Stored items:
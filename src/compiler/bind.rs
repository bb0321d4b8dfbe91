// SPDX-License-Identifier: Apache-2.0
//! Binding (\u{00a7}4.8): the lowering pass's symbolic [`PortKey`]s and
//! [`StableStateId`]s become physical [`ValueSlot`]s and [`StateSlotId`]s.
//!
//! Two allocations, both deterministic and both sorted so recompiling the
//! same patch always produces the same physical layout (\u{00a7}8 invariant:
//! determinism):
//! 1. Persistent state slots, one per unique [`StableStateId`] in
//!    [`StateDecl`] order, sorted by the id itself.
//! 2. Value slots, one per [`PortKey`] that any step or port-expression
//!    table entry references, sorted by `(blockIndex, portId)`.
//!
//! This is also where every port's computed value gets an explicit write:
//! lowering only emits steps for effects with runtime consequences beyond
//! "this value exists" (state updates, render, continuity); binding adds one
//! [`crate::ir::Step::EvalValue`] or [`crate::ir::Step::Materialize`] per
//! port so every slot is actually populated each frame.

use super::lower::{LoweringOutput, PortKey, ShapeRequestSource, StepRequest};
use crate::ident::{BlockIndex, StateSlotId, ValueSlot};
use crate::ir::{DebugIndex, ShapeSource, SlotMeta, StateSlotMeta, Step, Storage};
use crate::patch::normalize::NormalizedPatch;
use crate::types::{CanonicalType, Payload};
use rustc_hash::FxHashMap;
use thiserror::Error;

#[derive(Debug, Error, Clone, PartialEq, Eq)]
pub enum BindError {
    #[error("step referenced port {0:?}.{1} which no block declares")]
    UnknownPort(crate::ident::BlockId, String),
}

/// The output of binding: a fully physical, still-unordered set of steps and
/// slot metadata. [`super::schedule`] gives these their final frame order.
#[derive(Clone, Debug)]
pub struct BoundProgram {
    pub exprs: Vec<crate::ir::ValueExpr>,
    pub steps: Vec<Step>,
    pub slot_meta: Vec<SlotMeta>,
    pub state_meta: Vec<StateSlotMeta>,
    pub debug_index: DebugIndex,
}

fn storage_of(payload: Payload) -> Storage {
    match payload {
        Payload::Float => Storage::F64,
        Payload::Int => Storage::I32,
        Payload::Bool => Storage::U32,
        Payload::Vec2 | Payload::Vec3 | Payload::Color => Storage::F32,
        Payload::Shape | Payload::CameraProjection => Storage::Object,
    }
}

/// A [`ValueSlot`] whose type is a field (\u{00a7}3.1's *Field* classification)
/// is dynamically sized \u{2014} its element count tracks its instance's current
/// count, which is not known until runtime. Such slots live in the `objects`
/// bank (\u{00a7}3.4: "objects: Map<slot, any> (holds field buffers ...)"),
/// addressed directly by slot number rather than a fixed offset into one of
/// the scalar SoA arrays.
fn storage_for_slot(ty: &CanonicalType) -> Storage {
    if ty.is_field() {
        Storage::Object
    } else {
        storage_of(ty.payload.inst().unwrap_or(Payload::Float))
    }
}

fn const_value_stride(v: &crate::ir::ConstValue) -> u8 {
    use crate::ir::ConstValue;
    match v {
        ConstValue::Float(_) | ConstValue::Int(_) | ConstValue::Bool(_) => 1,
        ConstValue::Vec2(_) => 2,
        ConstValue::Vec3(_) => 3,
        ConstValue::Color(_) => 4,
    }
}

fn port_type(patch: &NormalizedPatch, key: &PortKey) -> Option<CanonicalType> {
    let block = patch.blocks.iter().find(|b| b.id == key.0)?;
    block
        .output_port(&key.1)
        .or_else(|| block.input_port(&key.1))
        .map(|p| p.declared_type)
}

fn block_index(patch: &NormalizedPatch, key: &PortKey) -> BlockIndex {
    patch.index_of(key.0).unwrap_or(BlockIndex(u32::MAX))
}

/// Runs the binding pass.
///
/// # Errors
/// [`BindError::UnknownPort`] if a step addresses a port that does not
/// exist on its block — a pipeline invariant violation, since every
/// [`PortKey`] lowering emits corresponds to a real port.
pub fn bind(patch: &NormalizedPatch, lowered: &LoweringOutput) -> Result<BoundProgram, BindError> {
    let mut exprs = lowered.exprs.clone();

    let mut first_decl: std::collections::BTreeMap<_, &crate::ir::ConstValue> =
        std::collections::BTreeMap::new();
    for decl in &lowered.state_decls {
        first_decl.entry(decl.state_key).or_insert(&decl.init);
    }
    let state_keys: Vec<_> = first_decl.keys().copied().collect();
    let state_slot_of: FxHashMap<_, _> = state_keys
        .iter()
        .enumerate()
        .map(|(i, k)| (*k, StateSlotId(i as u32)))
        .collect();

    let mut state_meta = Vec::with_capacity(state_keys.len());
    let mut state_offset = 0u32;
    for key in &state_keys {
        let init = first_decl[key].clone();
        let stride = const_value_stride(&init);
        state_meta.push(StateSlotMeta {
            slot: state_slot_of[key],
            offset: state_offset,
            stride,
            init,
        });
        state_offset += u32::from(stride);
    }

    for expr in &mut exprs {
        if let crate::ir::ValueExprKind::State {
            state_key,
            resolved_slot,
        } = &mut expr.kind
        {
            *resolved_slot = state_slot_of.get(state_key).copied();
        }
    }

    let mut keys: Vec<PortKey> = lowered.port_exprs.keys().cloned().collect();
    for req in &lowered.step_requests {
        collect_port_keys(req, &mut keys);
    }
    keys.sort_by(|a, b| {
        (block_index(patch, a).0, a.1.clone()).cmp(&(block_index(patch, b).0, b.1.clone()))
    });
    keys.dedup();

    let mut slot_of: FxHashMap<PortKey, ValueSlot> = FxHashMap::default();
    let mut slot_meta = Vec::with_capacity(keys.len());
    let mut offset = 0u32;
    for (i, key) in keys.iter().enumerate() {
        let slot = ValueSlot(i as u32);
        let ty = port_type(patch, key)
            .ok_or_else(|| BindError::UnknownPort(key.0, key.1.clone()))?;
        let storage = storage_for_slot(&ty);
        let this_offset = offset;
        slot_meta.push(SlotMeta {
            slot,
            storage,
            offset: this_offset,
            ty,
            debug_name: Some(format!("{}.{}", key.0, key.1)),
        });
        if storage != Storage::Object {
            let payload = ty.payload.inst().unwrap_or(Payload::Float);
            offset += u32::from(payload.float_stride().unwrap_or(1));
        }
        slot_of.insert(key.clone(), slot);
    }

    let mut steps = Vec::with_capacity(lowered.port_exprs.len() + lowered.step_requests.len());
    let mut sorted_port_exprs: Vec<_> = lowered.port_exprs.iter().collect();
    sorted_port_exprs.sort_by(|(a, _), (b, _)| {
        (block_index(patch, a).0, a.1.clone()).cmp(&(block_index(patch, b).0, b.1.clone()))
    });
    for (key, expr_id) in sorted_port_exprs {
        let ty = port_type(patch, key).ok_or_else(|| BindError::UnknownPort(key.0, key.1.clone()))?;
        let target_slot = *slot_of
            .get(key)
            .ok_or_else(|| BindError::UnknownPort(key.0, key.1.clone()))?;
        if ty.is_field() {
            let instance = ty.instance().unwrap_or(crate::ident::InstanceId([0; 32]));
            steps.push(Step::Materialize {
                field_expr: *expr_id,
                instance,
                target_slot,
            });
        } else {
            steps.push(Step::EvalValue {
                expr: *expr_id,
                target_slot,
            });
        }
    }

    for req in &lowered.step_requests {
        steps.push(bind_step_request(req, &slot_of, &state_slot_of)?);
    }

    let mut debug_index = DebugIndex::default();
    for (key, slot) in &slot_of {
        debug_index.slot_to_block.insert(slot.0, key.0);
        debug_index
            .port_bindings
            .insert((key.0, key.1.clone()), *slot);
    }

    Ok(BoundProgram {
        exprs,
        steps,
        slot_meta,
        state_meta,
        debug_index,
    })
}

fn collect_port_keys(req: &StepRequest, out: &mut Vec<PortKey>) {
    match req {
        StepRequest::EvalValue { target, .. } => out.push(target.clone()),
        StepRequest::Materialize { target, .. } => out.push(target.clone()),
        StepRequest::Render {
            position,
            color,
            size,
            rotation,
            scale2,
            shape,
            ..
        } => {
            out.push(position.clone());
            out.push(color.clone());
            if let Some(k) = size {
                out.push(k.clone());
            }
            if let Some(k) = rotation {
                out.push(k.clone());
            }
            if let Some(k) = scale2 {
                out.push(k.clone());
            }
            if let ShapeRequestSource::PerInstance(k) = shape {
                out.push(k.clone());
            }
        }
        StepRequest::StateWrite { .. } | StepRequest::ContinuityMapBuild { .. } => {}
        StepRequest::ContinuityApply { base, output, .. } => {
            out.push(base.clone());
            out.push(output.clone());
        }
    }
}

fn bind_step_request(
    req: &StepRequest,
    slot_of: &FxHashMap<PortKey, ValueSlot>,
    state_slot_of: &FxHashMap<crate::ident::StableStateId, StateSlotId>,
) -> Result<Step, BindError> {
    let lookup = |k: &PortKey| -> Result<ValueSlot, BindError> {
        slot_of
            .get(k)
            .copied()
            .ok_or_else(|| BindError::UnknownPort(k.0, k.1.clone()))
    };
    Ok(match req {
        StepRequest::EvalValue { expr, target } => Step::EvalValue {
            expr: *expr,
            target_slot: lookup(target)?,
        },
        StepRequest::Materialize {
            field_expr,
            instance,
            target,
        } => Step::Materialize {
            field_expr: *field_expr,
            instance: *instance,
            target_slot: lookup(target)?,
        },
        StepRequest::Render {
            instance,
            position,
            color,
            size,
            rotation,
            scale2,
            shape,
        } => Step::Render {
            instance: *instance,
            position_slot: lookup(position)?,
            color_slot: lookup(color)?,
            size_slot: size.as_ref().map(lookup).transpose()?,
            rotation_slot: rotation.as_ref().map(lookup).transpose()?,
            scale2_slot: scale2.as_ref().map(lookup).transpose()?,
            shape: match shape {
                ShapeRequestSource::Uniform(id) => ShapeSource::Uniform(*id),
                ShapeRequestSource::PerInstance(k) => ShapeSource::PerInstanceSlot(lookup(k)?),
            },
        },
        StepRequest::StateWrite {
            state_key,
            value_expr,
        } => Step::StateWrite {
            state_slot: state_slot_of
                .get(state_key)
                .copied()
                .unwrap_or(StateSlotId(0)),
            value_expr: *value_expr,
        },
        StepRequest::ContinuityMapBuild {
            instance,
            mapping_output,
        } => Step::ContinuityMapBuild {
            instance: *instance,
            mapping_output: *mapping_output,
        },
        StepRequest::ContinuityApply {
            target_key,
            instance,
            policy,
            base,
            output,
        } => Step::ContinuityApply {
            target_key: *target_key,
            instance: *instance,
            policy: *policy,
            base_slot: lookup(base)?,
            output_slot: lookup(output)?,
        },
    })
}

**Problem statement**
In the data above, how many lines contain the string "ContinuityApply"? Answer with the number only.

**Task output**
3